Triton’s GPU debug partition does overlap with a lot of different other nodes and has a high partition priority, so if you submit there it’ll hopefully run ASAP.
We also have interactive partitions, which you can open in OnDemand to do development work. We don’t have GPUs with huge memory there, since interactive GPUs are mostly idle and not doing computing (we mainly have older GPUs and Multi-instance-GPUs (MiGs) which split one GPU into several with smaller memory). Everything in the rest of this post, about balancing amount used and convenience, can be repeated with interactive GPUs. The more we give for interactive work, the more GPUs are idle overall. It’s a balance we are constantly trying to adjust.
Situation: I’ve tried to see what is slowing stuff down, and noticed one user has low GPU efficiency. Should they really be using GPUs in that case?
We aren’t aiming for maximum GPU calculations, we aim for getting the most work done. Some work is CPU-bound but GPUs can speed up part of it. Some work uses other third-party code and can’t be optimized. Sometimes the bottleneck is just somewhere else but the GPU still significantly speeds things up. With this, we don’t want to prevent someone from doing their work just because it’s not perfectly GPU-bound.
We do scan for low efficiency users and invite them to garage to see if we can make things faster. If someone is using expensive resources, we consider there’s an obligation to work with us to make the usage as efficient as possible. And yes, sometimes they are using the GPUs optimally for their own case. Also note that GPU occupancy doesn’t mean the GPU is doing useful work - sometimes the measures can be off.
If you see a user that you think is inefficiently using the resources, don’t contact them yourself (unless you are their friend, colleague, etc.). Let us know and we’ll investigate if we haven’t done so yet.
Situation: My group has purchases dedicated resources and they are working as part of the cluster. Someone else is using them, and it slows down our use.
We set up the way resources are shared when someone gets the resources. Normally, the deal is we want overall highest use of the cluster, since after all the university is also contributing significant sysadmin and electricity resources. We don’t necessarily guarantee that you can use it right away, but we try to make it as close to that as possible. With some dedicated resources, we have used preemptible jobs (see below) for the “common” access.

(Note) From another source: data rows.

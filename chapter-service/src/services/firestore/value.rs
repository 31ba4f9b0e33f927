//! Decoding of Firestore REST typed values into plain JSON.
//!
//! The REST API wraps every value in a single-key object naming its type,
//! e.g. `{"integerValue": "9"}` or `{"mapValue": {"fields": {...}}}`.

use crate::services::store::{Record, StoreError};
use serde_json::{Map, Value};

/// Decodes a document's `fields` object into a [`Record`].
pub fn decode_fields(fields: &Map<String, Value>) -> Result<Record, StoreError> {
    fields
        .iter()
        .map(|(name, value)| {
            decode_value(value)
                .map(|decoded| (name.clone(), decoded))
                .map_err(|e| StoreError::Decode(format!("field `{}`: {}", name, e)))
        })
        .collect()
}

/// Decodes one typed value.
pub fn decode_value(value: &Value) -> Result<Value, String> {
    let object = value
        .as_object()
        .ok_or_else(|| format!("expected a typed value object, got {}", value))?;

    let (kind, inner) = match object.iter().next() {
        Some(entry) if object.len() == 1 => entry,
        _ => return Err(format!("expected exactly one value type, got {}", value)),
    };

    match kind.as_str() {
        "nullValue" => Ok(Value::Null),
        "booleanValue" => inner
            .as_bool()
            .map(Value::Bool)
            .ok_or_else(|| format!("invalid booleanValue {}", inner)),
        // int64 travels as a decimal string
        "integerValue" => match inner {
            Value::String(s) => s
                .parse::<i64>()
                .map(Value::from)
                .map_err(|e| format!("invalid integerValue {:?}: {}", s, e)),
            Value::Number(n) if n.is_i64() => Ok(inner.clone()),
            _ => Err(format!("invalid integerValue {}", inner)),
        },
        // NaN and the infinities arrive as strings and have no JSON number form
        "doubleValue" => match inner {
            Value::Number(_) | Value::String(_) => Ok(inner.clone()),
            _ => Err(format!("invalid doubleValue {}", inner)),
        },
        "stringValue" | "timestampValue" | "bytesValue" | "referenceValue" => match inner {
            Value::String(_) => Ok(inner.clone()),
            _ => Err(format!("invalid {} {}", kind, inner)),
        },
        "geoPointValue" => Ok(inner.clone()),
        "arrayValue" => {
            let values = match inner.get("values") {
                None => return Ok(Value::Array(Vec::new())),
                Some(Value::Array(values)) => values,
                Some(other) => return Err(format!("invalid arrayValue {}", other)),
            };
            values
                .iter()
                .map(decode_value)
                .collect::<Result<Vec<_>, _>>()
                .map(Value::Array)
        }
        "mapValue" => {
            let fields = match inner.get("fields") {
                None => return Ok(Value::Object(Map::new())),
                Some(Value::Object(fields)) => fields,
                Some(other) => return Err(format!("invalid mapValue {}", other)),
            };
            fields
                .iter()
                .map(|(name, value)| decode_value(value).map(|decoded| (name.clone(), decoded)))
                .collect::<Result<Map<_, _>, _>>()
                .map(Value::Object)
        }
        other => Err(format!("unsupported value type `{}`", other)),
    }
}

One solution to many of the things above is to make jobs in partitions preemptible, which means that if a higher priority jobs comes along, a currently running job can be killed. It’s killed with a short grace period to save its state (which it should be designed to do) so that it can be resumed.
Preemptible jobs are great since they allow all the otherwise-unused resources to be scheduled. However, it can be a big step up with effort to manage saving state and scripting the continuation of jobs at scale. We want new users to have some easy onboarding path, so we will always make preemptible jobs opt-in. We expect that big users will have enough benefit to adapting to preemptible jobs, which helps to improve efficiency for everyone else who can’t.
If you can adapt your work to use preemptible jobs (and you are using a cluster that has them enabled), then we encourage you to make use of that option.
Partition layout and overlaps
Maximum runtime
Maximum job size
GrpTRESRunMins
Preemptibility
Most importantly, while it may be possible to make some theoretically perfect arrangement for maximum use and minimum waiting when not expected, that can make the cluster usage much harder to explain. So we try to find a balance of those things and overall usability. So then, at the end, it becomes a trilemma: maximum resource usage, resources always standing by for you, and usability.